# Exercise
Show each line from the records below in which the word "UnsupportedKeyType" occurs.

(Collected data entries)
◇ ◇ ◇ ◇ ◇ ◇ ◇
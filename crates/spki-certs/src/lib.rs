//! This crate provides types, traits and functions to work with X.509
//! certificates. It can be used to create self-signed root certificate
//! authorities (CAs) which can sign leaf certificates requested through
//! PKCS#10 certificate signing requests (CSRs).
//!
//! The building blocks are, from the bottom up:
//!
//! - [`keys`]: RSA, ECDSA (P-256, P-384, P-521) and Ed25519 key pairs and
//!   their PEM encodings.
//! - [`skid`]: Subject key identifiers derived from public keys.
//! - [`profile`]: The subject name and subject alternative names requested
//!   for a certificate.
//! - [`csr`]: Building and verifying certificate signing requests.
//! - [`ca`]: Self-signed root CAs.
//! - [`cert_builder`]: Leaf certificates signed by a CA.
//!
//! ## References
//!
//! - <https://cabforum.org/uploads/CA-Browser-Forum-TLS-BRs-v2.0.2.pdf>
//! - <https://datatracker.ietf.org/doc/html/rfc5280>
//! - <https://datatracker.ietf.org/doc/html/rfc2986>
use std::{
    fs::{self, OpenOptions},
    io::Write,
    path::Path,
};

use snafu::{ResultExt, Snafu, ensure};
use tracing::{debug, instrument};
use x509_cert::{
    Certificate,
    der::{DecodePem, EncodePem, pem::LineEnding},
};

use crate::keys::KeyPair;

pub mod ca;
pub mod cert_builder;
pub mod certificate;
pub mod csr;
pub mod keys;
pub mod profile;
pub mod skid;

mod template;

pub use certificate::CertificateExt;

/// Coarse classification of every failure this crate can produce.
///
/// Callers which need to surface a stable error code, like the issuance
/// service, only have to look at this instead of matching every variant of
/// every module-level error.
#[derive(Clone, Copy, Debug, PartialEq, Eq, strum::Display)]
pub enum ErrorKind {
    /// A key algorithm, key size, validity or naming parameter was rejected.
    UnsupportedParameter,

    /// The subject key identifier policy is unknown.
    UnsupportedPolicy,

    /// A certificate signing request failed signature verification.
    SignatureInvalid,

    /// A request which already crossed a trust boundary failed to verify
    /// right before signing.
    UntrustedRequest,

    /// The underlying cryptographic or encoding operation failed.
    SigningError,

    /// The key material has a shape no signature algorithm is known for.
    UnsupportedKeyType,
}

/// Error variants which can be encountered when reading or writing a
/// [`CertificatePair`].
#[derive(Debug, Snafu)]
pub enum CertificatePairError {
    #[snafu(display("failed to serialize certificate as PEM"))]
    SerializeCertificate { source: x509_cert::der::Error },

    #[snafu(display("failed to deserialize certificate from PEM"))]
    DeserializeCertificate { source: x509_cert::der::Error },

    #[snafu(display("failed to serialize private key as PEM"))]
    SerializePrivateKey { source: keys::Error },

    #[snafu(display("failed to deserialize private key from PEM"))]
    DeserializePrivateKey { source: keys::Error },

    #[snafu(display("failed to encode the public key of the private key"))]
    EncodePublicKey { source: keys::Error },

    #[snafu(display("the private key does not belong to the certificate"))]
    KeyMismatch,

    #[snafu(display("failed to write file {path:?}"))]
    WriteFile {
        source: std::io::Error,
        path: std::path::PathBuf,
    },

    #[snafu(display("failed to read file {path:?}"))]
    ReadFile {
        source: std::io::Error,
        path: std::path::PathBuf,
    },
}

/// Custom implementation of [`std::cmp::PartialEq`] because [`std::io::Error`] doesn't implement it, but [`std::io::ErrorKind`] does.
impl PartialEq for CertificatePairError {
    fn eq(&self, other: &Self) -> bool {
        match (self, other) {
            (
                Self::WriteFile {
                    source: lhs_source,
                    path: lhs_path,
                },
                Self::WriteFile {
                    source: rhs_source,
                    path: rhs_path,
                },
            )
            | (
                Self::ReadFile {
                    source: lhs_source,
                    path: lhs_path,
                },
                Self::ReadFile {
                    source: rhs_source,
                    path: rhs_path,
                },
            ) => lhs_source.kind() == rhs_source.kind() && lhs_path == rhs_path,
            (Self::KeyMismatch, Self::KeyMismatch) => true,
            _ => false,
        }
    }
}

/// Contains the certificate and the signing / embedded key pair.
///
/// A [`CertificateAuthority`](crate::ca::CertificateAuthority) uses this struct
/// internally to store the signing key pair which is used to sign the CA
/// itself (self-signed) and all leaf certificates.
#[derive(Debug)]
pub struct CertificatePair {
    certificate: Certificate,
    key_pair: KeyPair,
}

impl CertificatePair {
    /// Bundles a certificate with its key pair, making sure the key pair
    /// actually belongs to the certificate.
    pub fn new(certificate: Certificate, key_pair: KeyPair) -> Result<Self, CertificatePairError> {
        let spki = key_pair.public_key_info().context(EncodePublicKeySnafu)?;
        ensure!(
            spki == certificate.tbs_certificate.subject_public_key_info,
            KeyMismatchSnafu
        );

        Ok(Self {
            certificate,
            key_pair,
        })
    }

    /// Returns a reference to the [`Certificate`].
    pub fn certificate(&self) -> &Certificate {
        &self.certificate
    }

    /// Returns a reference to the (signing) key pair.
    pub fn key_pair(&self) -> &KeyPair {
        &self.key_pair
    }

    /// Reads in a PEM-encoded certificate from `certificate_path` and private
    /// key file from `private_key_path` and finally constructs the pair from
    /// the contents.
    #[instrument(name = "read_certificate_pair", skip_all, fields(
        certificate_path = %certificate_path.as_ref().display(),
    ))]
    pub fn from_files(
        certificate_path: impl AsRef<Path>,
        private_key_path: impl AsRef<Path>,
    ) -> Result<Self, CertificatePairError> {
        let certificate_path = certificate_path.as_ref();
        let private_key_path = private_key_path.as_ref();

        let certificate_pem = fs::read_to_string(certificate_path).context(ReadFileSnafu {
            path: certificate_path,
        })?;
        let private_key_pem = zeroize::Zeroizing::new(
            fs::read_to_string(private_key_path).context(ReadFileSnafu {
                path: private_key_path,
            })?,
        );

        let certificate =
            Certificate::from_pem(certificate_pem.as_bytes()).context(DeserializeCertificateSnafu)?;
        let key_pair = KeyPair::from_pem(&private_key_pem).context(DeserializePrivateKeySnafu)?;

        Self::new(certificate, key_pair)
    }

    /// Writes the certificate and private key as a PEM-encoded file to
    /// `certificate_path` and `private_key_path` respectively.
    ///
    /// On Unix systems the private key file is only readable and writable by
    /// its owner.
    #[instrument(name = "write_certificate_pair", skip_all, fields(
        certificate_path = %certificate_path.as_ref().display(),
    ))]
    pub fn to_files(
        &self,
        certificate_path: impl AsRef<Path>,
        private_key_path: impl AsRef<Path>,
        line_ending: LineEnding,
    ) -> Result<(), CertificatePairError> {
        let certificate_path = certificate_path.as_ref();
        let private_key_path = private_key_path.as_ref();

        let certificate_pem = self
            .certificate
            .to_pem(line_ending)
            .context(SerializeCertificateSnafu)?;
        let private_key_pem = self
            .key_pair
            .to_pem(line_ending)
            .context(SerializePrivateKeySnafu)?;

        fs::write(certificate_path, certificate_pem).context(WriteFileSnafu {
            path: certificate_path,
        })?;
        write_private_file(private_key_path, private_key_pem.as_bytes()).context(
            WriteFileSnafu {
                path: private_key_path,
            },
        )?;

        debug!(
            private_key_path = %private_key_path.display(),
            "wrote certificate and private key"
        );
        Ok(())
    }
}

#[cfg(unix)]
fn write_private_file(path: &Path, contents: &[u8]) -> std::io::Result<()> {
    use std::os::unix::fs::OpenOptionsExt;

    let mut file = OpenOptions::new()
        .write(true)
        .create(true)
        .truncate(true)
        .mode(0o600)
        .open(path)?;
    file.write_all(contents)
}

#[cfg(not(unix))]
fn write_private_file(path: &Path, contents: &[u8]) -> std::io::Result<()> {
    let mut file = OpenOptions::new()
        .write(true)
        .create(true)
        .truncate(true)
        .open(path)?;
    file.write_all(contents)
}

#[cfg(test)]
mod tests {
    use rstest::rstest;

    use super::*;
    use crate::{
        ca::CertificateAuthority,
        keys::{KeyAlgorithm, KeyPolicy},
        profile::Profile,
    };

    fn ca(algorithm: KeyAlgorithm, size: u32) -> CertificateAuthority {
        let policy = KeyPolicy { min_rsa_bits: 1024 };
        let profile = Profile::builder().common_name("Files Test CA").build();

        CertificateAuthority::builder()
            .profile(&profile)
            .signing_key_pair(KeyPair::generate(algorithm, size, &policy).unwrap())
            .build()
            .unwrap()
    }

    #[rstest]
    #[case(KeyAlgorithm::Rsa, 1024)]
    #[case(KeyAlgorithm::Ecdsa, 384)]
    #[case(KeyAlgorithm::Ed25519, 0)]
    fn files_round_trip(#[case] algorithm: KeyAlgorithm, #[case] size: u32) {
        let dir = tempfile::tempdir().unwrap();
        let cert_path = dir.path().join("ca.pem");
        let key_path = dir.path().join("ca-key.pem");

        let ca = ca(algorithm, size);
        ca.certificate_pair()
            .to_files(&cert_path, &key_path, LineEnding::LF)
            .unwrap();

        let pair = CertificatePair::from_files(&cert_path, &key_path).unwrap();
        assert_eq!(pair.certificate(), ca.ca_cert());
        assert_eq!(pair.key_pair().algorithm(), algorithm);
    }

    #[cfg(unix)]
    #[test]
    fn private_key_file_is_owner_only() {
        use std::os::unix::fs::PermissionsExt;

        let dir = tempfile::tempdir().unwrap();
        let cert_path = dir.path().join("ca.pem");
        let key_path = dir.path().join("ca-key.pem");

        ca(KeyAlgorithm::Ed25519, 0)
            .certificate_pair()
            .to_files(&cert_path, &key_path, LineEnding::LF)
            .unwrap();

        let mode = fs::metadata(&key_path).unwrap().permissions().mode();
        assert_eq!(mode & 0o777, 0o600);
    }

    #[test]
    fn mismatching_key_is_rejected() {
        let dir = tempfile::tempdir().unwrap();
        let cert_path = dir.path().join("ca.pem");
        let key_path = dir.path().join("ca-key.pem");
        let other_key_path = dir.path().join("other-key.pem");

        ca(KeyAlgorithm::Ecdsa, 256)
            .certificate_pair()
            .to_files(&cert_path, &key_path, LineEnding::LF)
            .unwrap();
        ca(KeyAlgorithm::Ecdsa, 256)
            .certificate_pair()
            .to_files(dir.path().join("other.pem"), &other_key_path, LineEnding::LF)
            .unwrap();

        let err = CertificatePair::from_files(&cert_path, &other_key_path).unwrap_err();
        assert_eq!(err, CertificatePairError::KeyMismatch);
    }

    #[test]
    fn missing_file() {
        let dir = tempfile::tempdir().unwrap();
        let missing = dir.path().join("missing.pem");

        let err = CertificatePair::from_files(&missing, &missing).unwrap_err();
        assert!(matches!(err, CertificatePairError::ReadFile { .. }));
    }
}
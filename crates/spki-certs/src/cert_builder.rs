use bon::Builder;
use const_oid::db::rfc5280::{ID_KP_CLIENT_AUTH, ID_KP_SERVER_AUTH};
use snafu::{OptionExt, ResultExt, Snafu, ensure};
use tracing::{debug, instrument, warn};
use x509_cert::{
    Certificate,
    der::asn1::OctetString,
    ext::pkix::{AuthorityKeyIdentifier, ExtendedKeyUsage, KeyUsage, KeyUsages},
};

use crate::{
    ErrorKind,
    ca::{CertificateAuthority, DEFAULT_CERTIFICATE_VALIDITY_DAYS},
    csr::{self, SigningRequest},
    skid::{self, SkidPolicy},
    template::{self, CertificateTemplate, TemplateExtension},
};

/// Defines all error variants which can occur when creating a certificate
#[derive(Debug, Snafu)]
pub enum CreateCertificateError {
    #[snafu(display("the certificate signing request failed verification right before signing"))]
    UntrustedRequest { source: csr::Error },

    #[snafu(display("the public key of the certificate signing request is not supported"))]
    UnsupportedKeyType { source: csr::Error },

    #[snafu(display("failed to read the requested subject alternative names"))]
    ReadSubjectAltName { source: csr::Error },

    #[snafu(display("the issuing CA {issuer} expired at {not_after}"))]
    CertificateAuthorityExpired { issuer: String, not_after: String },

    #[snafu(display("the issuing CA {issuer} carries no subject key identifier"))]
    MissingIssuerKeyIdentifier { issuer: String },

    #[snafu(display("failed to wrap the authority key identifier"))]
    EncodeAuthorityKeyIdentifier { source: x509_cert::der::Error },

    #[snafu(display("failed to derive the subject key identifier"))]
    DeriveSubjectKeyIdentifier { source: skid::Error },

    #[snafu(display("failed to sign the certificate"))]
    SignCertificate { source: template::Error },
}

impl CreateCertificateError {
    pub fn kind(&self) -> ErrorKind {
        match self {
            Self::UntrustedRequest { .. } => ErrorKind::UntrustedRequest,
            Self::UnsupportedKeyType { .. } => ErrorKind::UnsupportedKeyType,
            Self::CertificateAuthorityExpired { .. } => ErrorKind::UnsupportedParameter,
            Self::ReadSubjectAltName { source } => source.kind(),
            Self::DeriveSubjectKeyIdentifier { source } => source.kind(),
            Self::SignCertificate { source } => source.kind(),
            Self::MissingIssuerKeyIdentifier { .. } | Self::EncodeAuthorityKeyIdentifier { .. } => {
                ErrorKind::SigningError
            }
        }
    }
}

/// This builder builds leaf certificates for certificate signing requests.
///
/// Currently you are required to specify a [`CertificateAuthority`], which
/// signs the certificate.
///
/// These leaf certificates can be used for client/server authentication,
/// because they include [`ID_KP_CLIENT_AUTH`] and [`ID_KP_SERVER_AUTH`] in the
/// extended key usage extension.
///
/// The request is verified again before anything is signed, as it may have
/// crossed a trust boundary since it was first checked. Subject and subject
/// alternative names are copied verbatim from the request. Whether the
/// requester may use these names at all has to be decided before calling
/// this builder.
///
/// A CA whose notAfter has already passed signs nothing.
///
/// This builder has a few default values, notably;
///
/// - A default validity of [`DEFAULT_CERTIFICATE_VALIDITY_DAYS`], shortened
///   to the CA's notAfter if the CA expires earlier
/// - A randomly generated 127-bit serial number
///
/// ```no_run
/// use spki_certs::{
///     ca::CertificateAuthority,
///     cert_builder::CertificateBuilder,
///     csr::SigningRequest,
///     keys::{KeyAlgorithm, KeyPair, KeyPolicy},
///     profile::Profile,
/// };
///
/// let policy = KeyPolicy::default();
/// let ca_profile = Profile::builder().common_name("Test CA Root").build();
/// let ca = CertificateAuthority::builder()
///     .profile(&ca_profile)
///     .signing_key_pair(KeyPair::generate(KeyAlgorithm::Ecdsa, 256, &policy).unwrap())
///     .build()
///     .expect("failed to build CA");
///
/// let profile = Profile::builder()
///     .common_name("example.com")
///     .dns_names(vec!["example.com".to_owned()])
///     .build();
/// let key_pair = KeyPair::generate(KeyAlgorithm::Ecdsa, 256, &policy).unwrap();
/// let request = SigningRequest::build(&profile, &key_pair).unwrap();
///
/// let certificate = CertificateBuilder::builder()
///     .request(&request)
///     .signed_by(&ca)
///     .build()
///     .expect("failed to build certificate");
/// ```
#[derive(Builder)]
#[builder(start_fn = start_builder, finish_fn = finish_builder)]
pub struct CertificateBuilder<'a> {
    /// The certificate signing request providing subject, alternative names
    /// and public key.
    request: &'a SigningRequest,

    /// Validity/lifetime of the certificate in days, must be positive.
    ///
    /// If not specified the default of [`DEFAULT_CERTIFICATE_VALIDITY_DAYS`] will be used.
    #[builder(default = DEFAULT_CERTIFICATE_VALIDITY_DAYS)]
    validity_days: u64,

    /// Mandatorily sign the certificate using the provided [`CertificateAuthority`].
    signed_by: &'a CertificateAuthority,
}

impl<S> CertificateBuilderBuilder<'_, S>
where
    S: certificate_builder_builder::IsComplete,
{
    /// Convenience function to avoid calling `builder().finish_builder().build()`
    pub fn build(self) -> Result<Certificate, CreateCertificateError> {
        self.finish_builder().build()
    }
}

impl<'a> CertificateBuilder<'a> {
    pub fn builder() -> CertificateBuilderBuilder<'a> {
        Self::start_builder()
    }

    #[instrument(
        name = "build_certificate",
        skip(self),
        fields(subject = %self.request.subject()),
    )]
    pub fn build(self) -> Result<Certificate, CreateCertificateError> {
        if let Err(err) = self.request.verify() {
            return match err.kind() {
                ErrorKind::UnsupportedKeyType => Err(err).context(UnsupportedKeyTypeSnafu),
                _ => Err(err).context(UntrustedRequestSnafu),
            };
        }

        let issuer = self.signed_by.subject_name().clone();
        let issuer_key_identifier = self.signed_by.subject_key_identifier().context(
            MissingIssuerKeyIdentifierSnafu {
                issuer: issuer.to_string(),
            },
        )?;
        let authority_key_identifier = AuthorityKeyIdentifier {
            key_identifier: Some(
                OctetString::new(issuer_key_identifier)
                    .context(EncodeAuthorityKeyIdentifierSnafu)?,
            ),
            authority_cert_issuer: None,
            authority_cert_serial_number: None,
        };

        let public_key_info = self.request.public_key_info().clone();
        let subject_key_identifier =
            skid::subject_key_identifier(&public_key_info, SkidPolicy::ShortHash)
                .context(DeriveSubjectKeyIdentifierSnafu)?;
        let subject_alt_name = self
            .request
            .subject_alt_name()
            .context(ReadSubjectAltNameSnafu)?;

        let mut validity =
            template::validity_from_now(self.validity_days).context(SignCertificateSnafu)?;
        let ca_not_after = self.signed_by.validity().not_after;
        ensure!(
            ca_not_after.to_unix_duration() > validity.not_before.to_unix_duration(),
            CertificateAuthorityExpiredSnafu {
                issuer: issuer.to_string(),
                not_after: ca_not_after.to_string(),
            }
        );
        if template::clamp_not_after(&mut validity, ca_not_after) {
            warn!(
                certificate.validity_days = self.validity_days,
                ca.not_after = %ca_not_after,
                "requested validity exceeds the CA, shortening it to the CA notAfter"
            );
        }
        let serial_number = template::random_serial_number().context(SignCertificateSnafu)?;

        let mut extensions = vec![
            TemplateExtension::KeyUsage(KeyUsage(
                KeyUsages::KeyEncipherment | KeyUsages::DataEncipherment,
            )),
            // The leaf certificate can be used for WWW client and server
            // authentication. This is a base requirement for TLS certs.
            TemplateExtension::ExtendedKeyUsage(ExtendedKeyUsage(vec![
                ID_KP_SERVER_AUTH,
                ID_KP_CLIENT_AUTH,
            ])),
            TemplateExtension::SubjectKeyIdentifier(subject_key_identifier),
            TemplateExtension::AuthorityKeyIdentifier(authority_key_identifier),
        ];
        if let Some(subject_alt_name) = subject_alt_name {
            extensions.push(TemplateExtension::SubjectAltName(subject_alt_name));
        }

        let subject = self.request.subject().clone();
        debug!(
            certificate.subject = %subject,
            certificate.not_after = %validity.not_after,
            certificate.not_before = %validity.not_before,
            certificate.serial = %hex::encode_upper(serial_number.as_bytes()),
            certificate.signed_by.issuer = %issuer,
            certificate.signed_by.algorithm = %self.signed_by.key_pair().algorithm(),
            "creating and signing certificate"
        );

        let template = CertificateTemplate {
            issuer: Some(issuer),
            serial_number,
            validity,
            subject,
            public_key_info,
            extensions,
        };

        template::sign_certificate(self.signed_by.key_pair(), template)
            .context(SignCertificateSnafu)
    }
}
◇ ◇ ◇ ◇ ◇ ◇ ◇
# Answer to this exercise
    UnsupportedKeyType,
    UnsupportedKeyType { source: csr::Error },
            Self::UnsupportedKeyType { .. } => ErrorKind::UnsupportedKeyType,
                ErrorKind::UnsupportedKeyType => Err(err).context(UnsupportedKeyTypeSnafu),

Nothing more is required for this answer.